Appeals, Nos. 15 to 39, inclusive, Feb. T., 1960, from judgments of Court of Common Pleas of Lackawanna County, May T., 1951, Nos. 152 to 164, 166 to 174, and 837, and Sept. T., 1951, Nos. 443 and 486, in cases of Margaret Sultzer Evans et al. v. Robert Y. Moffat et al. Judgments affirmed.


Edward W. Mullinix, with him James W. Scanlon, Matthew D. Mackie, J. Hayden Oliver, Bernard G. Segal, William A. Schnader, and Schnader, Harrison, Segal & Lewis, for appellants.

Raymond T. Law, with him John R. Lenahan, for appellees.

Before Rhodes, P.j., Wright, Woodside, Ervin, Watkins, and Montgomery, JJ. (gunther, J., absent).

Author: Ervin

[ 192 Pa. Super. Page 207]


The plaintiffs in these 25 cases sought damages for injury to their respective homes caused by noxious and foul smelling gases emanating from mine refuse dumps created and maintained by Moffat Coal Company, a co-partnership (hereinafter called "Moffat"), in the vicinity of plaintiffs' properties.

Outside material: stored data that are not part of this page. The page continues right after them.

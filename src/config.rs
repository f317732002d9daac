//! Configuration system for checkkey.
//!
//! Configuration is loaded from multiple sources with the following precedence:
//! 1. Environment variables (highest priority)
//! 2. `config.toml` file
//! 3. Default values (lowest priority)
//!
//! # Environment Variables
//!
//! - `CHECKKEY_SERVER_HOST` - Server bind address
//! - `CHECKKEY_SERVER_PORT` - Server port (falls back to `PORT`, as set by most hosting platforms)
//! - `CHECKKEY_STORAGE_PATH` - Path of the JSON key document
//! - `CHECKKEY_KEY_NAMESPACE` - Fixed middle segment of generated keys
//! - `CHECKKEY_KEY_RANDOM_LENGTH` - Length of the random key segment (10-15)
//! - `CHECKKEY_MAX_BATCH` - Largest `count` accepted by a single create call
//! - `CHECKKEY_EXPIRY_ANCHOR` - `activation` or `creation`
//! - `CHECKKEY_DISPLAY_OFFSET_HOURS` - UTC offset used when formatting timestamps
//! - `CHECKKEY_LOGGING_ENABLED` - Enable request logging
//! - `CHECKKEY_LOG_LEVEL` - Log level (trace, debug, info, warn, error)
//! - `CHECKKEY_RATE_LIMIT_ENABLED` - Enable rate limiting (requires `rate-limiting` feature)
//! - `CHECKKEY_RATE_LIMIT_CHECK_RPM` - Requests per minute allowed on `/api/check`
//! - `CHECKKEY_RATE_LIMIT_ADMIN_RPM` - Requests per minute allowed on admin endpoints
//! - `CHECKKEY_RATE_LIMIT_BURST_SIZE` - Requests allowed in a burst above the rate

use config::{Config, ConfigError};
use serde::Deserialize;
use std::env;
use std::path::PathBuf;
use std::sync::OnceLock;

use crate::errors::{KeyError, KeyResult};

/// Global configuration singleton.
static CONFIG: OnceLock<CheckKeyConfig> = OnceLock::new();

/// Shortest random key segment we accept.
pub const MIN_RANDOM_LENGTH: u8 = 10;
/// Longest random key segment we accept.
pub const MAX_RANDOM_LENGTH: u8 = 15;

/// Root configuration structure.
#[derive(Debug, Clone, Default, Deserialize)]
#[serde(default)]
pub struct CheckKeyConfig {
    pub server: ServerConfig,
    pub storage: StorageConfig,
    pub keys: KeyConfig,
    pub display: DisplayConfig,
    pub logging: LoggingConfig,
    pub rate_limit: RateLimitConfig,
}

/// Server configuration.
#[derive(Debug, Clone, Deserialize)]
#[serde(default)]
pub struct ServerConfig {
    /// Host address to bind to
    pub host: String,
    /// Port to listen on
    pub port: u16,
}

impl Default for ServerConfig {
    fn default() -> Self {
        Self {
            host: "0.0.0.0".to_string(),
            port: 3000,
        }
    }
}

/// Where the key document lives.
#[derive(Debug, Clone, Deserialize)]
#[serde(default)]
pub struct StorageConfig {
    pub path: PathBuf,
}

impl Default for StorageConfig {
    fn default() -> Self {
        Self {
            path: PathBuf::from("keys.json"),
        }
    }
}

/// When the lease clock of a key starts.
#[derive(Debug, Clone, Copy, PartialEq, Eq, Default, Deserialize)]
#[serde(rename_all = "lowercase")]
pub enum ExpiryAnchor {
    /// Lease starts at the first successful HWID bind.
    #[default]
    Activation,
    /// Lease starts when the key is minted.
    Creation,
}

/// Key generation and lifecycle settings.
#[derive(Debug, Clone, Deserialize)]
#[serde(default)]
pub struct KeyConfig {
    /// Fixed middle segment, e.g. "7DAY-CHECKKEY-XXXXXXXXXXXX"
    pub namespace: String,
    /// Characters in the random trailing segment
    pub random_length: u8,
    /// Maximum number of keys minted by one create call
    pub max_batch: u32,
    pub expiry_anchor: ExpiryAnchor,
}

impl Default for KeyConfig {
    fn default() -> Self {
        Self {
            namespace: "CHECKKEY".to_string(),
            random_length: 12,
            max_batch: 1000,
            expiry_anchor: ExpiryAnchor::Activation,
        }
    }
}

/// Presentation settings. Stored timestamps are always UTC.
#[derive(Debug, Clone, Deserialize)]
#[serde(default)]
pub struct DisplayConfig {
    pub utc_offset_hours: i32,
}

impl Default for DisplayConfig {
    fn default() -> Self {
        Self {
            utc_offset_hours: 7,
        }
    }
}

/// Logging configuration.
#[derive(Debug, Clone, Deserialize)]
#[serde(default)]
pub struct LoggingConfig {
    /// Enable logging
    pub enabled: bool,
    /// Log level: trace, debug, info, warn, error
    pub level: String,
}

impl Default for LoggingConfig {
    fn default() -> Self {
        Self {
            enabled: true,
            level: "info".to_string(),
        }
    }
}

/// Rate limiting configuration (used with the `rate-limiting` feature).
#[derive(Debug, Clone, Deserialize)]
#[serde(default)]
pub struct RateLimitConfig {
    pub enabled: bool,
    /// `/api/check` requests per minute per client IP
    pub check_rpm: u32,
    /// Admin endpoint requests per minute per client IP
    pub admin_rpm: u32,
    /// Short bursts allowed above the steady rate
    pub burst_size: u32,
}

impl Default for RateLimitConfig {
    fn default() -> Self {
        Self {
            enabled: true,
            check_rpm: 120,
            admin_rpm: 30,
            burst_size: 5,
        }
    }
}

fn config_error(err: ConfigError) -> KeyError {
    KeyError::Config(err.to_string())
}

fn env_parsed<T: std::str::FromStr>(name: &str) -> Option<T> {
    env::var(name).ok().and_then(|v| v.parse::<T>().ok())
}

impl CheckKeyConfig {
    /// Load configuration from defaults, `config.toml` and the environment.
    ///
    /// This bypasses the global cache; most callers want [`get_config`].
    pub fn load() -> KeyResult<Self> {
        let defaults = CheckKeyConfig::default();

        let port = env_parsed::<i64>("CHECKKEY_SERVER_PORT").or_else(|| env_parsed::<i64>("PORT"));

        let builder = Config::builder()
            .set_default("server.host", defaults.server.host.clone())
            .map_err(config_error)?
            .set_default("server.port", i64::from(defaults.server.port))
            .map_err(config_error)?
            .set_default("storage.path", defaults.storage.path.to_string_lossy().to_string())
            .map_err(config_error)?
            .set_default("keys.namespace", defaults.keys.namespace.clone())
            .map_err(config_error)?
            .set_default("keys.random_length", i64::from(defaults.keys.random_length))
            .map_err(config_error)?
            .set_default("keys.max_batch", i64::from(defaults.keys.max_batch))
            .map_err(config_error)?
            .set_default("keys.expiry_anchor", "activation")
            .map_err(config_error)?
            .set_default("display.utc_offset_hours", i64::from(defaults.display.utc_offset_hours))
            .map_err(config_error)?
            .set_default("logging.enabled", defaults.logging.enabled)
            .map_err(config_error)?
            .set_default("logging.level", defaults.logging.level.clone())
            .map_err(config_error)?
            .set_default("rate_limit.enabled", defaults.rate_limit.enabled)
            .map_err(config_error)?
            .set_default("rate_limit.check_rpm", i64::from(defaults.rate_limit.check_rpm))
            .map_err(config_error)?
            .set_default("rate_limit.admin_rpm", i64::from(defaults.rate_limit.admin_rpm))
            .map_err(config_error)?
            .set_default("rate_limit.burst_size", i64::from(defaults.rate_limit.burst_size))
            .map_err(config_error)?
            // Load from config.toml (optional)
            .add_source(config::File::with_name("config").required(false))
            // Override with environment variables
            .set_override_option("server.host", env::var("CHECKKEY_SERVER_HOST").ok())
            .map_err(config_error)?
            .set_override_option("server.port", port)
            .map_err(config_error)?
            .set_override_option("storage.path", env::var("CHECKKEY_STORAGE_PATH").ok())
            .map_err(config_error)?
            .set_override_option("keys.namespace", env::var("CHECKKEY_KEY_NAMESPACE").ok())
            .map_err(config_error)?
            .set_override_option(
                "keys.random_length",
                env_parsed::<i64>("CHECKKEY_KEY_RANDOM_LENGTH"),
            )
            .map_err(config_error)?
            .set_override_option("keys.max_batch", env_parsed::<i64>("CHECKKEY_MAX_BATCH"))
            .map_err(config_error)?
            .set_override_option(
                "keys.expiry_anchor",
                env::var("CHECKKEY_EXPIRY_ANCHOR")
                    .ok()
                    .map(|v| v.to_lowercase()),
            )
            .map_err(config_error)?
            .set_override_option(
                "display.utc_offset_hours",
                env_parsed::<i64>("CHECKKEY_DISPLAY_OFFSET_HOURS"),
            )
            .map_err(config_error)?
            .set_override_option(
                "logging.enabled",
                env_parsed::<bool>("CHECKKEY_LOGGING_ENABLED"),
            )
            .map_err(config_error)?
            .set_override_option("logging.level", env::var("CHECKKEY_LOG_LEVEL").ok())
            .map_err(config_error)?
            .set_override_option(
                "rate_limit.enabled",
                env_parsed::<bool>("CHECKKEY_RATE_LIMIT_ENABLED"),
            )
            .map_err(config_error)?
            .set_override_option(
                "rate_limit.check_rpm",
                env_parsed::<i64>("CHECKKEY_RATE_LIMIT_CHECK_RPM"),
            )
            .map_err(config_error)?
            .set_override_option(
                "rate_limit.admin_rpm",
                env_parsed::<i64>("CHECKKEY_RATE_LIMIT_ADMIN_RPM"),
            )
            .map_err(config_error)?
            .set_override_option(
                "rate_limit.burst_size",
                env_parsed::<i64>("CHECKKEY_RATE_LIMIT_BURST_SIZE"),
            )
            .map_err(config_error)?;

        let settings = builder
            .build()
            .map_err(|e| KeyError::Config(format!("failed to build config: {e}")))?;

        settings
            .try_deserialize()
            .map_err(|e| KeyError::Config(format!("failed to deserialize config: {e}")))
    }

    /// Validate the configuration.
    pub fn validate(&self) -> KeyResult<()> {
        if self.server.port == 0 {
            return Err(KeyError::Config(
                "server.port must be greater than 0".to_string(),
            ));
        }

        if self.storage.path.as_os_str().is_empty() {
            return Err(KeyError::Config("storage.path cannot be empty".to_string()));
        }

        let namespace = &self.keys.namespace;
        if namespace.is_empty()
            || !namespace
                .chars()
                .all(|c| c.is_ascii_uppercase() || c.is_ascii_digit())
        {
            return Err(KeyError::Config(format!(
                "keys.namespace must be non-empty uppercase alphanumeric, got '{namespace}'"
            )));
        }

        if !(MIN_RANDOM_LENGTH..=MAX_RANDOM_LENGTH).contains(&self.keys.random_length) {
            return Err(KeyError::Config(format!(
                "keys.random_length must be between {MIN_RANDOM_LENGTH} and {MAX_RANDOM_LENGTH}, got {}",
                self.keys.random_length
            )));
        }

        if self.keys.max_batch == 0 {
            return Err(KeyError::Config(
                "keys.max_batch must be greater than 0".to_string(),
            ));
        }

        if !(-12..=14).contains(&self.display.utc_offset_hours) {
            return Err(KeyError::Config(format!(
                "display.utc_offset_hours must be between -12 and 14, got {}",
                self.display.utc_offset_hours
            )));
        }

        match self.logging.level.to_lowercase().as_str() {
            "trace" | "debug" | "info" | "warn" | "error" => {}
            other => {
                return Err(KeyError::Config(format!(
                    "logging.level must be one of: trace, debug, info, warn, error. Got '{other}'"
                )));
            }
        }

        Ok(())
    }
}

/// Get the global configuration.
///
/// This loads the configuration on first access and caches it.
/// Returns an error if configuration loading or validation fails.
pub fn get_config() -> KeyResult<&'static CheckKeyConfig> {
    if let Some(config) = CONFIG.get() {
        return Ok(config);
    }

    let config = CheckKeyConfig::load()?;
    config.validate()?;

    // Another thread may have won the race; either value is fine.
    Ok(CONFIG.get_or_init(|| config))
}

#[cfg(test)]
mod tests {
    use super::*;

    #[test]
    fn defaults_are_valid() {
        let config = CheckKeyConfig::default();
        assert!(config.validate().is_ok());
        assert_eq!(config.server.port, 3000);
        assert_eq!(config.keys.expiry_anchor, ExpiryAnchor::Activation);
        assert_eq!(config.display.utc_offset_hours, 7);
    }

    #[test]
    fn rejects_random_length_out_of_range() {
        let mut config = CheckKeyConfig::default();
        config.keys.random_length = 9;
        assert!(config.validate().is_err());
        config.keys.random_length = 16;
        assert!(config.validate().is_err());
        config.keys.random_length = 15;
        assert!(config.validate().is_ok());
    }

    #[test]
    fn rejects_lowercase_namespace() {
        let mut config = CheckKeyConfig::default();
        config.keys.namespace = "checkkey".to_string();
        assert!(config.validate().is_err());
    }

    #[test]
    fn rejects_unknown_log_level() {
        let mut config = CheckKeyConfig::default();
        config.logging.level = "loud".to_string();
        assert!(config.validate().is_err());
    }
}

The cases were consolidated for trial in the court below, which sat without a jury under an express agreement of submission by counsel, in accordance with the provisions of the Act of April 22, 1874, P.L. 109, as amended, 12 PS § 688 et seq. A companion case, Waschak v. Moffat, had been tried earlier before a judge and jury and had resulted in a verdict for plaintiffs. Moffat appealed and we unanimously affirmed, see Waschak v. Moffat, 173 Pa. Superior Ct. 209, 96 A.2d 163. The Supreme Court reversed and entered judgment n.o.v. for Moffat, see Waschak v. Moffat, 379 Pa. 441, 109 A.2d 310. At that time these 25 cases were pending in the court below and when the Supreme Court clarified the law, the plaintiffs filed amended requests for findings of fact and conclusions of law in accordance with the new rule of liability as contained in § 822 of the Restatement, Torts, which the Supreme Court had adopted. The Waschak case had been tried in the court below on the theory of absolute liability. The Supreme Court, however, held that § 822 of the Restatement, Torts, was applicable and it then found that the invasion was not intentional nor unreasonable. The defendant in the present cases then filed amended answers to the complaints raising the affirmative defense of res judicata on the basis of the Waschak decision. The testimony in the Waschak case was by pre-trial agreement and order admitted into evidence in the present cases as testimony on the question of defendant's liability. In addition to this, the trial court took 295 pages of oral testimony of the plaintiffs and their witnesses. The

[ 192 Pa. Super. Page 208]

    trial court made findings of fact from the evidence, all of which supported liability, and then held that the Supreme Court's opinion in the Waschak case required it to enter judgment for Moffat on the ground that the Supreme Court had said that the gas invasion of plaintiffs' properties, even if intentional, was not unreasonable. Counsel for Moffat, on the 23rd day following the judgment nisi, filed a praecipe with the prothonotary for judgment for failure to file exceptions within 20 days. The court below, on plaintiffs' petition, then opened the judgments and permitted the filing of plaintiffs' exceptions to the earlier entry of judgment nisi for Moffat. Moffat then appealed this action of the court below in these 25 cases to the Supreme Court, see Evans v. Moffat, 388 Pa. 559, 131 A.2d 141. The Supreme Court held that the judgment was properly opened. In that appeal Moffat's counsel argued that it would be useless to remand the case for further proceedings because the Waschak decision made such action futile. In the opinion written by Chief Justice JONES this argument was answered, at pages 565, 566, in the following language: "So much would suffice for answer to what these appeals brought up for review except for the appellants' argument that the decision in Waschak v. Moffat, supra, rules these cases and that it would therefore be a futile gesture to proceed further with them. Since appellants have vigorously pressed this contention - devoting to it the greater part of their brief in this court - it becomes necessary that we treat with it lest an incorrect inference should be drawn were we to pass over it in silence.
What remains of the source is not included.